Louis procedió entonces a recitar lo siguiente; lo hizo en francés, pero debemos traducirlo para que puedan entenderlo todos los lectores:

Y ocurrió que, cuando los hombres empezaron a multiplicarse sobre la faz de la tierra y a procrear hijas, los hijos de Dios vieron la hermosura de las hijas de los hombres y tomaron de entre todas ellas las que más les agradaron.

Esto sucedió en el alba de los tiempos, antes de que se pusieran las estrellas matutinas y cuando aún brillaban juntas.

La época es tan remota, las nieblas y la gris humedad de la penumbra matinal la velan con una oscuridad tan vaga que todas las costumbres definidas y todas las orientaciones escapan a la percepción de los sentidos e impiden la búsqueda. Baste con saber que el mundo existía, que lo poblaban los hombres, que la naturaleza del hombre, con sus pasiones, simpatías, sufrimientos y placeres, conformaban el planeta y le daban vida.

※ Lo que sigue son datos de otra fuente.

//! Simulated platform.
//!
//! In-process doubles for every platform trait. Each double is a cheap
//! handle over shared state, so a test can move one clone into the
//! bootstrapper and keep another to script behaviour and inspect calls.
//! The host runner also uses them when no real hardware is attached.

use crate::broker::{BrokerError, BrokerTransport, ConnectOptions, InboundMessage, QoS, Subscription};
use crate::hooks::DeviceHooks;
use crate::link::{LinkDriver, LinkError, LinkProfile};
use crate::platform::{
    ByteStream, Clock, FirmwareUpdater, SystemControl, UpdateError, UpdateEvent, UpdateOptions,
    Watchdog,
};
use crate::retry::Escalation;
use chrono::{DateTime, TimeZone, Utc};
use std::collections::VecDeque;
use std::net::Ipv4Addr;
use std::sync::{Arc, Mutex, MutexGuard, PoisonError};
use std::time::Duration;

fn lock<T>(mutex: &Mutex<T>) -> MutexGuard<'_, T> {
    mutex.lock().unwrap_or_else(PoisonError::into_inner)
}

// ============================================================================
// Link
// ============================================================================

#[derive(Debug)]
struct LinkSim {
    up: bool,
    address: Ipv4Addr,
    rssi: Option<i32>,
    mac: String,
    join_delay: Option<u32>,
    pending_join: Option<u32>,
    fail_begin: bool,
    begins: Vec<LinkProfile>,
    rejoins: u32,
    disconnects: u32,
    gateway_reply: Option<bool>,
    pings: u32,
}

/// Link whose status is scripted by the test.
///
/// By default the link never comes up on its own. With a join delay of `n`,
/// the link reports up on the `n + 1`-th status check after `begin` or
/// `rejoin`.
#[derive(Debug, Clone)]
pub struct SimulatedLink {
    inner: Arc<Mutex<LinkSim>>,
}

impl SimulatedLink {
    pub fn new(address: Ipv4Addr) -> Self {
        Self {
            inner: Arc::new(Mutex::new(LinkSim {
                up: false,
                address,
                rssi: Some(-60),
                mac: "02:00:00:00:00:01".to_string(),
                join_delay: None,
                pending_join: None,
                fail_begin: false,
                begins: Vec::new(),
                rejoins: 0,
                disconnects: 0,
                gateway_reply: None,
                pings: 0,
            })),
        }
    }

    pub fn set_join_delay(&self, checks: Option<u32>) {
        lock(&self.inner).join_delay = checks;
    }

    pub fn set_rssi(&self, rssi: Option<i32>) {
        lock(&self.inner).rssi = rssi;
    }

    pub fn set_fail_begin(&self, fail: bool) {
        lock(&self.inner).fail_begin = fail;
    }

    /// Answer to gateway pings; `None` means the platform cannot ping.
    pub fn set_gateway_reply(&self, reply: Option<bool>) {
        lock(&self.inner).gateway_reply = reply;
    }

    pub fn pings(&self) -> u32 {
        lock(&self.inner).pings
    }

    pub fn bring_up(&self) {
        let mut sim = lock(&self.inner);
        sim.up = true;
        sim.pending_join = None;
    }

    pub fn drop_link(&self) {
        let mut sim = lock(&self.inner);
        sim.up = false;
        sim.pending_join = None;
    }

    pub fn begins(&self) -> Vec<LinkProfile> {
        lock(&self.inner).begins.clone()
    }

    pub fn rejoins(&self) -> u32 {
        lock(&self.inner).rejoins
    }

    pub fn disconnects(&self) -> u32 {
        lock(&self.inner).disconnects
    }
}

impl LinkDriver for SimulatedLink {
    fn begin(&mut self, profile: &LinkProfile) -> Result<(), LinkError> {
        let mut sim = lock(&self.inner);
        if sim.fail_begin {
            return Err(LinkError::Start("simulated failure".to_string()));
        }
        sim.begins.push(profile.clone());
        if !sim.up {
            sim.pending_join = sim.join_delay;
        }
        Ok(())
    }

    fn is_up(&self) -> bool {
        let mut sim = lock(&self.inner);
        match sim.pending_join {
            Some(0) => {
                sim.up = true;
                sim.pending_join = None;
            }
            Some(n) => sim.pending_join = Some(n - 1),
            None => {}
        }
        sim.up
    }

    fn local_address(&self) -> Option<Ipv4Addr> {
        let sim = lock(&self.inner);
        sim.up.then_some(sim.address)
    }

    fn rssi(&self) -> Option<i32> {
        lock(&self.inner).rssi
    }

    fn rejoin(&mut self) -> Result<(), LinkError> {
        let mut sim = lock(&self.inner);
        sim.rejoins += 1;
        sim.pending_join = sim.join_delay;
        Ok(())
    }

    fn disconnect(&mut self) {
        let mut sim = lock(&self.inner);
        sim.up = false;
        sim.pending_join = None;
        sim.disconnects += 1;
    }

    fn mac_address(&self) -> Option<String> {
        Some(lock(&self.inner).mac.clone())
    }

    fn ping_gateway(&mut self) -> Option<bool> {
        let mut sim = lock(&self.inner);
        sim.pings += 1;
        sim.gateway_reply.map(|reply| reply && sim.up)
    }
}

// ============================================================================
// Broker
// ============================================================================

/// A publish captured by [`RecordingBroker`].
#[derive(Debug, Clone, PartialEq, Eq)]
pub struct Published {
    pub topic: String,
    pub payload: Vec<u8>,
    pub retain: bool,
}

impl Published {
    pub fn payload_json(&self) -> serde_json::Value {
        serde_json::from_slice(&self.payload).unwrap_or(serde_json::Value::Null)
    }
}

#[derive(Debug, Default)]
struct BrokerSim {
    connected: bool,
    fail_next: u32,
    connects: Vec<ConnectOptions>,
    subscriptions: Vec<(String, QoS)>,
    published: Vec<Published>,
    inbox: VecDeque<InboundMessage>,
}

/// Broker that records everything and fails on demand.
#[derive(Debug, Clone, Default)]
pub struct RecordingBroker {
    inner: Arc<Mutex<BrokerSim>>,
}

impl RecordingBroker {
    pub fn new() -> Self {
        Self::default()
    }

    /// Refuse the next `n` connects.
    pub fn fail_next(&self, n: u32) {
        lock(&self.inner).fail_next = n;
    }

    /// Simulate the broker closing the session.
    pub fn drop_connection(&self) {
        lock(&self.inner).connected = false;
    }

    /// Queue an inbound message for the next poll.
    pub fn inject(&self, topic: &str, payload: &str) {
        lock(&self.inner)
            .inbox
            .push_back(InboundMessage::new(topic, payload.as_bytes()));
    }

    pub fn connects(&self) -> Vec<ConnectOptions> {
        lock(&self.inner).connects.clone()
    }

    pub fn subscriptions(&self) -> Vec<(String, QoS)> {
        lock(&self.inner).subscriptions.clone()
    }

    pub fn published(&self) -> Vec<Published> {
        lock(&self.inner).published.clone()
    }
}

impl BrokerTransport for RecordingBroker {
    fn connect(&mut self, options: &ConnectOptions) -> Result<(), BrokerError> {
        let mut sim = lock(&self.inner);
        sim.connects.push(options.clone());
        if sim.fail_next > 0 {
            sim.fail_next -= 1;
            return Err(BrokerError::ConnectFailed("rc=-2".to_string()));
        }
        sim.connected = true;
        Ok(())
    }

    fn is_connected(&self) -> bool {
        lock(&self.inner).connected
    }

    fn publish(&mut self, topic: &str, payload: &[u8], retain: bool) -> Result<(), BrokerError> {
        let mut sim = lock(&self.inner);
        if !sim.connected {
            return Err(BrokerError::NotConnected);
        }
        sim.published.push(Published {
            topic: topic.to_string(),
            payload: payload.to_vec(),
            retain,
        });
        Ok(())
    }

    fn subscribe(&mut self, topic: &str, qos: QoS) -> Result<(), BrokerError> {
        lock(&self.inner).subscriptions.push((topic.to_string(), qos));
        Ok(())
    }

    fn unsubscribe(&mut self, topic: &str) -> Result<(), BrokerError> {
        lock(&self.inner).subscriptions.retain(|(t, _)| t != topic);
        Ok(())
    }

    fn poll(&mut self) -> Vec<InboundMessage> {
        lock(&self.inner).inbox.drain(..).collect()
    }

    fn disconnect(&mut self) {
        lock(&self.inner).connected = false;
    }
}

// ============================================================================
// Clock
// ============================================================================

#[derive(Debug)]
struct ClockSim {
    now: DateTime<Utc>,
    slept: Duration,
}

/// Clock that only moves when slept on or advanced.
#[derive(Debug)]
pub struct ManualClock {
    inner: Mutex<ClockSim>,
}

impl Default for ManualClock {
    fn default() -> Self {
        Self::new()
    }
}

impl ManualClock {
    pub fn new() -> Self {
        let start = Utc
            .with_ymd_and_hms(2024, 1, 1, 0, 0, 0)
            .single()
            .unwrap_or_else(Utc::now);
        Self::starting_at(start)
    }

    pub fn starting_at(now: DateTime<Utc>) -> Self {
        Self {
            inner: Mutex::new(ClockSim {
                now,
                slept: Duration::ZERO,
            }),
        }
    }

    pub fn advance(&self, duration: Duration) {
        let mut sim = lock(&self.inner);
        sim.now += chrono::Duration::from_std(duration).unwrap_or_else(|_| chrono::Duration::zero());
    }

    /// Total time spent in `sleep`.
    pub fn slept(&self) -> Duration {
        lock(&self.inner).slept
    }
}

impl Clock for ManualClock {
    fn now(&self) -> DateTime<Utc> {
        lock(&self.inner).now
    }

    fn sleep(&self, duration: Duration) {
        self.advance(duration);
        lock(&self.inner).slept += duration;
    }
}

// ============================================================================
// Hooks
// ============================================================================

#[derive(Debug, Default)]
struct HooksSim {
    subscriptions: Vec<Subscription>,
    escalations: Vec<Escalation>,
    hardware_events: u32,
    subscribe_calls: u32,
    messages: Vec<InboundMessage>,
}

/// Hooks that record every call.
#[derive(Debug, Clone, Default)]
pub struct RecordingHooks {
    inner: Arc<Mutex<HooksSim>>,
}

impl RecordingHooks {
    pub fn new() -> Self {
        Self::default()
    }

    /// Topics returned from `on_subscribe`.
    pub fn with_subscriptions(self, subscriptions: Vec<Subscription>) -> Self {
        lock(&self.inner).subscriptions = subscriptions;
        self
    }

    pub fn escalations(&self) -> Vec<Escalation> {
        lock(&self.inner).escalations.clone()
    }

    pub fn hardware_events(&self) -> u32 {
        lock(&self.inner).hardware_events
    }

    pub fn subscribe_calls(&self) -> u32 {
        lock(&self.inner).subscribe_calls
    }

    pub fn messages(&self) -> Vec<InboundMessage> {
        lock(&self.inner).messages.clone()
    }
}

impl DeviceHooks for RecordingHooks {
    fn on_disconnect(&mut self, escalation: Escalation) {
        lock(&self.inner).escalations.push(escalation);
    }

    fn on_subscribe(&mut self) -> Vec<Subscription> {
        let mut sim = lock(&self.inner);
        sim.subscribe_calls += 1;
        sim.subscriptions.clone()
    }

    fn on_hardware_event(&mut self) {
        lock(&self.inner).hardware_events += 1;
    }

    fn on_message(&mut self, message: &InboundMessage) {
        lock(&self.inner).messages.push(message.clone());
    }
}

// ============================================================================
// System, watchdog, updater
// ============================================================================

#[derive(Debug, Default)]
struct SystemSim {
    restarts: u32,
    feeds: u64,
}

/// Records restart requests and watchdog feeds.
#[derive(Debug, Clone, Default)]
pub struct RecordingSystem {
    inner: Arc<Mutex<SystemSim>>,
}

impl RecordingSystem {
    pub fn new() -> Self {
        Self::default()
    }

    pub fn restarts(&self) -> u32 {
        lock(&self.inner).restarts
    }

    pub fn feeds(&self) -> u64 {
        lock(&self.inner).feeds
    }
}

impl SystemControl for RecordingSystem {
    fn restart(&mut self) {
        lock(&self.inner).restarts += 1;
    }
}

impl Watchdog for RecordingSystem {
    fn feed(&mut self) {
        lock(&self.inner).feeds += 1;
    }
}

#[derive(Debug, Default)]
struct UpdaterSim {
    started: Vec<UpdateOptions>,
    events: VecDeque<UpdateEvent>,
    fail_begin: bool,
}

/// Update listener replaying queued events.
#[derive(Debug, Clone, Default)]
pub struct ScriptedUpdater {
    inner: Arc<Mutex<UpdaterSim>>,
}

impl ScriptedUpdater {
    pub fn new() -> Self {
        Self::default()
    }

    pub fn push(&self, event: UpdateEvent) {
        lock(&self.inner).events.push_back(event);
    }

    pub fn set_fail_begin(&self, fail: bool) {
        lock(&self.inner).fail_begin = fail;
    }

    pub fn started(&self) -> Vec<UpdateOptions> {
        lock(&self.inner).started.clone()
    }

    pub fn pending(&self) -> usize {
        lock(&self.inner).events.len()
    }
}

impl FirmwareUpdater for ScriptedUpdater {
    fn begin(&mut self, options: &UpdateOptions) -> Result<(), UpdateError> {
        let mut sim = lock(&self.inner);
        if sim.fail_begin {
            return Err(UpdateError::Unavailable("simulated".to_string()));
        }
        sim.started.push(options.clone());
        Ok(())
    }

    fn poll(&mut self) -> Option<UpdateEvent> {
        lock(&self.inner).events.pop_front()
    }
}

// ============================================================================
// Byte stream
// ============================================================================

#[derive(Debug, Default)]
struct StreamSim {
    inbound: VecDeque<u8>,
    written: Vec<Vec<u8>>,
}

/// Byte stream fed by the test; captures every written frame.
#[derive(Debug, Clone, Default)]
pub struct ScriptedStream {
    inner: Arc<Mutex<StreamSim>>,
}

impl ScriptedStream {
    pub fn new() -> Self {
        Self::default()
    }

    pub fn feed(&self, bytes: &[u8]) {
        lock(&self.inner).inbound.extend(bytes.iter().copied());
    }

    /// Frames written so far, in order.
    pub fn written(&self) -> Vec<Vec<u8>> {
        lock(&self.inner).written.clone()
    }

    pub fn take_written(&self) -> Vec<Vec<u8>> {
        std::mem::take(&mut lock(&self.inner).written)
    }

    pub fn unread(&self) -> usize {
        lock(&self.inner).inbound.len()
    }
}

impl ByteStream for ScriptedStream {
    fn try_read(&mut self) -> Option<u8> {
        lock(&self.inner).inbound.pop_front()
    }

    fn write(&mut self, bytes: &[u8]) {
        lock(&self.inner).written.push(bytes.to_vec());
    }
}

#[cfg(test)]
mod tests {
    use super::*;

    #[test]
    fn test_link_join_delay() {
        let mut link = SimulatedLink::new(Ipv4Addr::new(10, 0, 0, 2));
        link.set_join_delay(Some(1));
        assert!(!link.is_up());

        let profile = LinkProfile::from_config(&crate::DeviceConfig::for_wifi("d", "s", ""));
        link.begin(&profile).unwrap();
        assert!(!link.is_up());
        assert!(link.is_up());
        assert_eq!(link.local_address(), Some(Ipv4Addr::new(10, 0, 0, 2)));
    }

    #[test]
    fn test_clock_sleep_advances_time() {
        let clock = ManualClock::new();
        let start = clock.now();
        clock.sleep(Duration::from_millis(500));
        assert_eq!(clock.now() - start, chrono::Duration::milliseconds(500));
        assert_eq!(clock.slept(), Duration::from_millis(500));
    }
}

Cierta tribu colonizó cierto lugar del orbe; de qué raza era esta tribu: no se sabe; en qué regiones se hallaba ese lugar: no se nos ha revelado. Solemos pensar en oriente cuando nos referimos a sucesos de aquella época, pero ¿quién puede afirmar que no había vida en occidente, en el norte y en el sur? ¿Quién puede demostrar que aquella tribu, en lugar de acampar bajo las palmeras de Asia, no vagaba por los bosques de robles isleños de nuestros mares de Europa?

No es una llanura arenosa, ni un ralo oasis, lo que a mí me parece imaginar. A mis pies se extiende un hondo valle boscoso, con paredes rocosas y sombras profundas formadas por un sinfín de árboles. Aquí moran, en efecto, seres humanos, pero son tan pocos y caminan por senderos tan cubiertos de ramas y tapados por los árboles que no pueden verse ni oírse. ¿Son salvajes? Sin duda. Viven del cayado y del arco: mitad pastores, mitad cazadores, sus rebaños son tan salvajes como sus presas. ¿Son felices? No, no más que nosotros; su naturaleza es la nuestra: humanas ambas. Hay alguien en esta tribu que se siente infeliz con demasiada frecuencia: una niña huérfana de padre y madre. Nadie la cuida; la alimentan algunas veces, pero casi siempre la olvidan; rara es la vez que duerme en una choza: el árbol hueco y la fría caverna son su hogar. Abandonada, perdida, vagando sola, pasa más tiempo con las bestias salvajes y los pájaros que con los de su propia especie. El hambre y el frío son sus camaradas; la tristeza se cierne sobre ella y la soledad la asedia. Desatendida, menospreciada, debería morir, pero vive y crece; la fértil naturaleza la cuida y se convierte en una madre para ella: la alimenta de fruta jugosa, de hierbas dulces y frutos secos.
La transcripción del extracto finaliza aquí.